#### ABOUT THIS TASK
Going through the listing below, tally the lines that contain the word "single" and give only that figure.
═══
//! The site's motion design, expressed as timelines over stable element ids.
//!
//! Both the browser front end and the CLI preview build their animations
//! from here, so the ids below are the contract with the markup.

use crate::animation::{AnimationSpec, Position, Property, Props, Repeat, Timeline};
use crate::contact::Field;
use crate::content::Portfolio;
use crate::ease::Ease;
use crate::sequencer::{AnimationId, Sequencer};
use crate::trigger::{Anchor, ToggleActions, Trigger, ViewportTrigger};

pub const HERO_TITLE: &str = "hero-title";
pub const HERO_SUBTITLE: &str = "hero-subtitle";
pub const HERO_CTA: &str = "hero-cta";
pub const HERO_IMAGE: &str = "hero-image";
pub const ABOUT_IMAGE: &str = "about-image";
pub const ABOUT_TEXT: &str = "about-text";
pub const PROJECTS_HEADING: &str = "projects-heading";
pub const SKILLS_HEADING: &str = "skills-heading";
pub const CONTACT_FORM: &str = "contact-form";

pub fn project_card(index: usize) -> String {
    format!("project-card-{}", index)
}

/// Inner card that lifts on hover, separate from the entrance target
pub fn project_card_body(index: usize) -> String {
    format!("project-card-body-{}", index)
}

pub fn skill_card(index: usize) -> String {
    format!("skill-card-{}", index)
}

pub fn skill_bar(index: usize) -> String {
    format!("skill-bar-{}", index)
}

pub fn contact_input(field: Field) -> String {
    format!("contact-{}", field.key())
}

fn hidden_below(y: f64) -> Props {
    Props::new().with(Property::Y, y).with(Property::Opacity, 0.0)
}

fn shown() -> Props {
    Props::new().with(Property::Y, 0.0).with(Property::Opacity, 1.0)
}

/// Ids returned by [`Choreography::register`]
#[derive(Debug, Clone)]
pub struct Registered {
    pub hero: AnimationId,
    pub reveals: Vec<(String, AnimationId)>,
    pub project_hover: Vec<AnimationId>,
    pub input_focus: Vec<(Field, AnimationId)>,
    pub success_pulse: AnimationId,
}

impl Registered {
    pub fn focus(&self, field: Field) -> Option<AnimationId> {
        self.input_focus
            .iter()
            .find(|(f, _)| *f == field)
            .map(|(_, id)| *id)
    }
}

/// Every animation on the page
#[derive(Debug, Clone)]
pub struct Choreography {
    hero: Timeline,
    reveals: Vec<(String, Timeline, Trigger)>,
    project_hover: Vec<AnimationSpec>,
    input_focus: Vec<(Field, AnimationSpec)>,
    success_pulse: AnimationSpec,
}

impl Choreography {
    pub fn for_portfolio(portfolio: &Portfolio) -> Self {
        let actions = portfolio.motion.reveal_actions();
        let project_count = portfolio.projects.len();
        let skill_levels: Vec<u8> = portfolio.skills.all().map(|s| s.level).collect();

        let mut reveals = Vec::new();

        for heading in [PROJECTS_HEADING, SKILLS_HEADING] {
            let spec = AnimationSpec::from_to([heading], hidden_below(50.0), shown()).duration(1.0);
            let trigger = ViewportTrigger::new(heading, Anchor::top(0.8))
                .end(Anchor::bottom(0.2))
                .actions(actions);
            reveals.push((heading.to_string(), Timeline::single(spec), trigger.into()));
        }

        // Image and text slide in from opposite sides
        let about = Timeline::new()
            .then(
                AnimationSpec::from_to(
                    [ABOUT_IMAGE],
                    Props::new().with(Property::X, -100.0).with(Property::Opacity, 0.0),
                    Props::new().with(Property::X, 0.0).with(Property::Opacity, 1.0),
                )
                .duration(1.0)
                .ease(Ease::POWER3_OUT),
                Position::End,
            )
            .then(
                AnimationSpec::from_to(
                    [ABOUT_TEXT],
                    Props::new().with(Property::X, 100.0).with(Property::Opacity, 0.0),
                    Props::new().with(Property::X, 0.0).with(Property::Opacity, 1.0),
                )
                .duration(1.0)
                .ease(Ease::POWER3_OUT),
                Position::WithPrevious,
            );
        reveals.push(("about".to_string(), about, section_reveal("about", actions)));

        let cards = AnimationSpec::from_to(
            (0..project_count).map(project_card),
            hidden_below(80.0).with(Property::Scale, 0.9),
            shown().with(Property::Scale, 1.0),
        )
        .duration(0.8)
        .stagger(0.15)
        .ease(Ease::POWER3_OUT);
        reveals.push((
            "projects".to_string(),
            Timeline::single(cards),
            section_reveal("projects", actions),
        ));

        let skill_cards = AnimationSpec::from_to(
            (0..skill_levels.len()).map(skill_card),
            hidden_below(60.0).with(Property::Scale, 0.9),
            shown().with(Property::Scale, 1.0),
        )
        .duration(0.8)
        .stagger(0.1)
        .ease(Ease::POWER3_OUT);
        reveals.push((
            "skills".to_string(),
            Timeline::single(skill_cards),
            section_reveal("skills", actions),
        ));

        // Each bar fills to its level when the bar itself comes into view
        for (index, level) in skill_levels.iter().enumerate() {
            let bar = skill_bar(index);
            let spec = AnimationSpec::from_to(
                [bar.clone()],
                Props::new().with(Property::Width, 0.0),
                Props::new().with(Property::Width, f64::from(*level)),
            )
            .duration(1.5)
            .ease(Ease::POWER2_OUT);
            let trigger = ViewportTrigger::new(bar.clone(), Anchor::top(0.85)).actions(actions);
            reveals.push((bar, Timeline::single(spec), trigger.into()));
        }

        let form = AnimationSpec::from_to([CONTACT_FORM], hidden_below(80.0), shown())
            .duration(1.0)
            .ease(Ease::POWER3_OUT);
        reveals.push((
            "contact".to_string(),
            Timeline::single(form),
            section_reveal("contact", actions),
        ));

        let project_hover = (0..project_count)
            .map(|index| {
                AnimationSpec::from_to(
                    [project_card_body(index)],
                    Props::new().with(Property::Y, 0.0).with(Property::Scale, 1.0),
                    Props::new().with(Property::Y, -10.0).with(Property::Scale, 1.02),
                )
                .duration(0.3)
                .ease(Ease::POWER2_OUT)
                .trigger(Trigger::Manual)
            })
            .collect();

        let input_focus = Field::ALL
            .into_iter()
            .map(|field| {
                let spec = AnimationSpec::from_to(
                    [contact_input(field)],
                    Props::new().with(Property::Scale, 1.0),
                    Props::new().with(Property::Scale, 1.02),
                )
                .duration(0.2)
                .ease(Ease::POWER2_OUT)
                .trigger(Trigger::Manual);
                (field, spec)
            })
            .collect();

        let success_pulse = AnimationSpec::from_to(
            [CONTACT_FORM],
            Props::new().with(Property::Scale, 1.0),
            Props::new().with(Property::Scale, 1.05),
        )
        .duration(0.2)
        .ease(Ease::POWER2_IN_OUT)
        .repeat(Repeat::times(1, true))
        .trigger(Trigger::Manual);

        Self {
            hero: hero_timeline(),
            reveals,
            project_hover,
            input_focus,
            success_pulse,
        }
    }

    /// The entrance played on load
    pub fn hero(&self) -> &Timeline {
        &self.hero
    }

    /// Named scroll-triggered timelines
    pub fn reveals(&self) -> impl Iterator<Item = (&str, &Timeline, &Trigger)> {
        self.reveals
            .iter()
            .map(|(name, timeline, trigger)| (name.as_str(), timeline, trigger))
    }

    /// Look up a timeline by name; `hero` names the load entrance
    pub fn timeline(&self, name: &str) -> Option<&Timeline> {
        if name == "hero" {
            return Some(&self.hero);
        }
        self.reveals
            .iter()
            .find(|(n, _, _)| n == name)
            .map(|(_, timeline, _)| timeline)
    }

    /// Register everything with a sequencer
    pub fn register(&self, sequencer: &mut Sequencer) -> Registered {
        let hero = sequencer.register(self.hero.clone(), Trigger::OnMount);
        let reveals = self
            .reveals
            .iter()
            .map(|(name, timeline, trigger)| {
                (name.clone(), sequencer.register(timeline.clone(), trigger.clone()))
            })
            .collect();
        let project_hover = self
            .project_hover
            .iter()
            .map(|spec| sequencer.add(spec.clone()))
            .collect();
        let input_focus = self
            .input_focus
            .iter()
            .map(|(field, spec)| (*field, sequencer.add(spec.clone())))
            .collect();
        let success_pulse = sequencer.add(self.success_pulse.clone());

        Registered {
            hero,
            reveals,
            project_hover,
            input_focus,
            success_pulse,
        }
    }
}

fn section_reveal(section: &str, actions: ToggleActions) -> Trigger {
    ViewportTrigger::new(section, Anchor::top(0.7))
        .end(Anchor::bottom(0.3))
        .actions(actions)
        .into()
}

/// Title, subtitle, call to action and image rise in with overlapping
/// starts, then the image floats up and down for good
fn hero_timeline() -> Timeline {
    let rise = |target: &str, duration: f64| {
        AnimationSpec::from_to([target], hidden_below(50.0), shown())
            .duration(duration)
            .ease(Ease::POWER3_OUT)
    };
    let float = AnimationSpec::from_to(
        [HERO_IMAGE],
        Props::new().with(Property::Y, 0.0),
        Props::new().with(Property::Y, -20.0),
    )
    .duration(3.0)
    .ease(Ease::POWER2_IN_OUT)
    .repeat(Repeat::forever(true));

    Timeline::new()
        .then(rise(HERO_TITLE, 1.0), Position::End)
        .then(rise(HERO_SUBTITLE, 0.8), Position::Overlap(0.5))
        .then(rise(HERO_CTA, 0.6), Position::Overlap(0.3))
        .then(rise(HERO_IMAGE, 0.8), Position::Overlap(0.4))
        .then(float, Position::End)
}

#[cfg(test)]
mod tests {
    use super::*;
    use crate::sequencer::RecordingStage;

    fn choreography() -> Choreography {
        Choreography::for_portfolio(&Portfolio::builtin().unwrap())
    }

    #[test]
    fn test_hero_starts() {
        let choreography = choreography();
        let starts = choreography.hero().starts();
        let expected = [0.0, 0.5, 1.0, 1.2, 2.0];
        assert_eq!(starts.len(), expected.len());
        for (got, want) in starts.iter().zip(expected) {
            assert!((got - want).abs() < 1e-9, "{:?}", starts);
        }
        assert_eq!(choreography.hero().duration(), None);
    }

    #[test]
    fn test_hero_initial_frame_is_hidden() {
        let frame = choreography().hero().sample(0.0);
        for target in [HERO_SUBTITLE, HERO_CTA, HERO_IMAGE] {
            assert_eq!(frame[target].get(Property::Opacity), Some(0.0), "{}", target);
            assert_eq!(frame[target].get(Property::Y), Some(50.0), "{}", target);
        }
    }

    #[test]
    fn test_reveals_cover_every_card_and_bar() {
        let choreography = choreography();
        let projects = choreography.timeline("projects").unwrap();
        assert_eq!(projects.targets().len(), 6);
        let skills = choreography.timeline("skills").unwrap();
        assert_eq!(skills.targets().len(), 18);
        assert!(choreography.timeline(&skill_bar(17)).is_some());
        assert!(choreography.timeline("blog").is_none());
    }

    #[test]
    fn test_skill_bar_fills_to_level() {
        let portfolio = Portfolio::builtin().unwrap();
        let choreography = Choreography::for_portfolio(&portfolio);
        let bar = choreography.timeline(&skill_bar(1)).unwrap();
        let end = bar.sample(10.0);
        assert_eq!(end[&skill_bar(1)].get(Property::Width), Some(95.0));
    }

    #[test]
    fn test_register_counts() {
        let mut sequencer = Sequencer::new();
        let registered = choreography().register(&mut sequencer);
        assert_eq!(registered.project_hover.len(), 6);
        assert_eq!(registered.input_focus.len(), 4);
        assert!(registered.focus(Field::Message).is_some());
        // hero + 2 headings + about + projects + skills + 18 bars + contact + 6 + 4 + pulse
        assert_eq!(sequencer.len(), 1 + 2 + 1 + 1 + 1 + 18 + 1 + 6 + 4 + 1);
    }

    #[test]
    fn test_success_pulse_settles_at_rest() {
        let mut sequencer = Sequencer::new();
        let registered = choreography().register(&mut sequencer);
        let mut stage = RecordingStage::with_targets([CONTACT_FORM]);

        sequencer.apply(registered.success_pulse, crate::trigger::Action::Restart);
        sequencer.tick(0.2, &mut stage);
        let peak = stage.get(CONTACT_FORM).unwrap().get(Property::Scale).unwrap();
        assert!((peak - 1.05).abs() < 1e-9);
        sequencer.tick(1.0, &mut stage);
        let rest = stage.get(CONTACT_FORM).unwrap().get(Property::Scale).unwrap();
        assert!((rest - 1.0).abs() < 1e-9);
    }
}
═══
#### SOLVED EXERCISE
5